Whether a pathologic fracture necessitated immediate amputation in the setting of a primary bone sarcoma was previously controversial. Primary bone tumors with pathologic femur fracture were found to have a poor prognosis with a 38% local recurrence rate in a population-based study.³ In this study, the patients who underwent resection and reconstruction had an overall prognosis similar to those who underwent limb salvage. Although pathologic fractures were previously thought to be poor prognostic signs of survivorship, a study that controlled for other established prognostic factors (ie, advanced Musculoskeletal Tumor Society stage, a curbed response to chemotherapy, proximal location of tumors in long bones) found that pathologic fractures were not associated with decreased overall or disease-free survival.⁴ A 2022 meta-analysis including 3,839 patients with surgically treated osteosarcoma complicated by pathologic fracture found no difference between limb salvage and amputation in either local recurrence rate or metastasis.⁵ Nonetheless, the final surgical decision should be made after induction chemotherapy, and in the interim, fracture stability can be achieved with external immobilization. If radiographs show ossification of the fracture site after induction chemotherapy, it is reasonable to consider limb salvage. In the setting of benign aggressive tumors, a pathologic fracture does not necessitate wide resection and endoprosthetic reconstruction. One study reported similar functional and recurrence outcomes for patients with intra-articular pathologic fractures from giant cell tumor of bone treated with intralesional curettage versus wide resection and reconstruction.⁶

The femur may be resected via a lateral, anterior, or medial approach. A medial approach is most commonly used and is performed as follows. The patient should be positioned supine with a sandbag positioning device under the ipsilateral hip and the entire leg including the hip prepped and draped in a sterile manner. The planned excision should be considered on a patient-by-patient basis but classically begins at the medial thigh and extends past the knee using a medial parapatellar approach to below the pes anserinus. The approach begins with exploration of the fossa and demarcation of the tumor mass from the popliteal neurovascular structures. Distal femoral sarcoma resection should be performed in accordance with strict oncologic principles. The tumor should be removed en bloc with adequate soft-tissue and bony margins on the basis of postchemotherapy imaging, with care taken to include the biopsy tract and other potentially contaminated tissues in the resection specimen. Intraoperative frozen sections of the proximal femoral margin should be sent for pathologic analysis to ensure a negative proximal margin before proceeding with skeletal reconstruction. Distal femoral reconstruction is then performed. Adequate soft-tissue coverage is ensured by medial gastrocnemius flap and/or sartorius flap reconstruction in selected patients if primary closure is not feasible. Rarely, free tissue transfers may be considered to ensure coverage.
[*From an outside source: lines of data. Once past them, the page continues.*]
//! Input validation: names, extensions, batches and metadata patches.
//!
//! Validation runs before any storage work. It never inspects ownership,
//! which is assigned server-side, and it does not look for duplicate names
//! inside a batch: uniqueness is the repository's policy.

use crate::error::ValidationError;
use crate::file::{File, MetadataPatch};

/// Size limits for client-supplied values.
pub mod limits {
    /// Maximum file name length in bytes.
    pub const MAX_NAME_LEN: usize = 255;
    /// Maximum extension length in bytes.
    pub const MAX_EXTENSION_LEN: usize = 32;
    /// Maximum description length in bytes.
    pub const MAX_DESCRIPTION_LEN: usize = 4096;
    /// Default maximum number of files in one batch.
    pub const DEFAULT_MAX_BATCH: usize = 256;
}

/// Validate a file name.
pub fn validate_name(name: &str) -> Result<(), ValidationError> {
    if name.is_empty() {
        return Err(ValidationError::EmptyName);
    }
    if name.len() > limits::MAX_NAME_LEN {
        return Err(ValidationError::NameTooLong {
            max: limits::MAX_NAME_LEN,
        });
    }
    if let Some(c) = name
        .chars()
        .find(|c| *c == '/' || *c == '\\' || c.is_control())
    {
        return Err(ValidationError::IllegalCharacter(c));
    }
    Ok(())
}

fn validate_extension(extension: &str) -> Result<(), ValidationError> {
    if extension.len() > limits::MAX_EXTENSION_LEN
        || !extension.chars().all(|c| c.is_ascii_alphanumeric())
    {
        return Err(ValidationError::InvalidExtension(extension.to_string()));
    }
    Ok(())
}

fn validate_description(description: &str) -> Result<(), ValidationError> {
    if description.len() > limits::MAX_DESCRIPTION_LEN {
        return Err(ValidationError::DescriptionTooLong {
            max: limits::MAX_DESCRIPTION_LEN,
        });
    }
    Ok(())
}

/// Validate a single file's metadata.
pub fn validate_file(file: &File) -> Result<(), ValidationError> {
    validate_name(&file.metadata.name)?;
    validate_extension(&file.metadata.extension)?;
    validate_description(&file.metadata.description)
}

/// Validate every file of a batch and its size.
///
/// An empty batch is valid.
pub fn validate_batch(batch: &[File], max_files: usize) -> Result<(), ValidationError> {
    if batch.len() > max_files {
        return Err(ValidationError::BatchTooLarge {
            len: batch.len(),
            max: max_files,
        });
    }
    batch.iter().try_for_each(validate_file)
}

/// Validate a metadata patch.
pub fn validate_metadata_patch(patch: &MetadataPatch) -> Result<(), ValidationError> {
    if patch.old_name.is_empty() {
        return Err(ValidationError::Missing("oldname"));
    }
    validate_name(&patch.name)?;
    validate_extension(&patch.extension)?;
    validate_description(&patch.description)
}

#[cfg(test)]
mod tests {
    use super::*;
    use crate::file::FileMetadata;

    fn file(name: &str, ext: &str) -> File {
        File::new(FileMetadata::new(name, ext), &b"x"[..])
    }

    #[test]
    fn test_valid_names() {
        assert!(validate_name("a").is_ok());
        assert!(validate_name("report 2024").is_ok());
        assert!(validate_name("a.txt").is_ok());
    }

    #[test]
    fn test_invalid_names() {
        assert_eq!(validate_name(""), Err(ValidationError::EmptyName));
        assert_eq!(
            validate_name("../etc"),
            Err(ValidationError::IllegalCharacter('/'))
        );
        assert_eq!(
            validate_name("a\0b"),
            Err(ValidationError::IllegalCharacter('\0'))
        );
        assert!(matches!(
            validate_name(&"x".repeat(256)),
            Err(ValidationError::NameTooLong { .. })
        ));
    }

    #[test]
    fn test_extension_rules() {
        assert!(validate_file(&file("a", "")).is_ok());
        assert!(validate_file(&file("a", "png")).is_ok());
        assert!(validate_file(&file("a", ".png")).is_err());
        assert!(validate_file(&file("a", "tar.gz")).is_err());
    }

    #[test]
    fn test_batch_limits() {
        assert!(validate_batch(&[], 2).is_ok());
        assert!(validate_batch(&[file("a", ""), file("b", "")], 2).is_ok());
        assert_eq!(
            validate_batch(&[file("a", ""), file("b", ""), file("c", "")], 2),
            Err(ValidationError::BatchTooLarge { len: 3, max: 2 })
        );
    }

    #[test]
    fn test_batch_allows_duplicate_names() {
        assert!(validate_batch(&[file("a", ""), file("a", "")], 10).is_ok());
    }

    #[test]
    fn test_batch_reports_first_invalid_file() {
        let batch = [file("ok", ""), file("", "")];
        assert_eq!(validate_batch(&batch, 10), Err(ValidationError::EmptyName));
    }

    #[test]
    fn test_metadata_patch_requires_old_name() {
        let patch = MetadataPatch {
            name: "b".into(),
            ..Default::default()
        };
        assert_eq!(
            validate_metadata_patch(&patch),
            Err(ValidationError::Missing("oldname"))
        );
    }
}
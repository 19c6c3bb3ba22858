//! Session state.
//!
//! A session is the decoded content of the session cookie. Handlers can read
//! it, but only the gate can change it: every setter is crate-private.

use std::collections::BTreeMap;

use cloudfiles_core::OwnerId;
use serde::{Deserialize, Serialize};

use crate::capability::Capability;

/// The values persisted inside the session cookie.
#[derive(Debug, Clone, Default, PartialEq, Eq, Serialize, Deserialize)]
pub struct SessionValues {
    #[serde(default)]
    pub(crate) capabilities: BTreeMap<Capability, bool>,

    #[serde(default, skip_serializing_if = "Option::is_none")]
    pub(crate) owner: Option<OwnerId>,
}

/// A client session.
///
/// A session is *new* when no valid cookie established it. New sessions
/// carry no capabilities and no owner.
#[derive(Debug, Clone, PartialEq, Eq)]
pub struct Session {
    values: SessionValues,

    /// Unix seconds at which the session was last persisted.
    issued_at: u64,

    is_new: bool,
}

impl Session {
    /// A fresh, anonymous session.
    pub(crate) fn new() -> Self {
        Self {
            values: SessionValues::default(),
            issued_at: 0,
            is_new: true,
        }
    }

    /// A session restored from a verified cookie.
    pub(crate) fn restored(values: SessionValues, issued_at: u64) -> Self {
        Self {
            values,
            issued_at,
            is_new: false,
        }
    }

    pub fn is_new(&self) -> bool {
        self.is_new
    }

    /// Whether the capability is granted.
    pub fn has(&self, capability: Capability) -> bool {
        self.values
            .capabilities
            .get(&capability)
            .copied()
            .unwrap_or(false)
    }

    /// Every capability flag stored in the session.
    pub fn capabilities(&self) -> impl Iterator<Item = (Capability, bool)> + '_ {
        self.values.capabilities.iter().map(|(c, v)| (*c, *v))
    }

    /// The owner bound at authentication, if any.
    pub fn owner(&self) -> Option<&OwnerId> {
        self.values.owner.as_ref()
    }

    pub fn issued_at(&self) -> u64 {
        self.issued_at
    }

    pub(crate) fn values(&self) -> &SessionValues {
        &self.values
    }

    pub(crate) fn grant(&mut self, capability: Capability) {
        self.values.capabilities.insert(capability, true);
    }

    pub(crate) fn bind_owner(&mut self, owner: OwnerId) {
        self.values.owner = Some(owner);
    }

    /// Record that the session was persisted at `now`.
    pub(crate) fn mark_persisted(&mut self, now: u64) {
        self.issued_at = now;
        self.is_new = false;
    }
}

impl Default for Session {
    fn default() -> Self {
        Self::new()
    }
}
Infection is the most common postoperative complication of endoprosthetic reconstruction, with multiple systematic reviews of retrospective data suggesting an approximately 10% incidence of deep infection.^7,8 Despite the magnitude of this problem, a survey of musculoskeletal oncologists identified widely disparate treatment patterns in terms of postoperative antibiotic prophylaxis.⁹ The Prophylactic Antibiotic Regimens in Tumor Surgery trial was a multicenter randomized clinical trial published in 2022 that included 604 patients to investigate antibiotic prophylaxis after endoprosthetic reconstruction.¹⁰ The trial compared a 5-day regimen of postoperative prophylactic antibiotics with a 24-hour regimen and found a 15.9% overall infection rate with no difference in surgical site infection (deep, superficial, or organ space) between the groups at 1 year but found significantly greater antibiotic-related complications in the 5-day antibiotic group.

Available reconstruction options vary by extent of resection, soft-tissue loss, and skeletal maturity. Appropriate reconstruction should be considered on a patient-by-patient basis.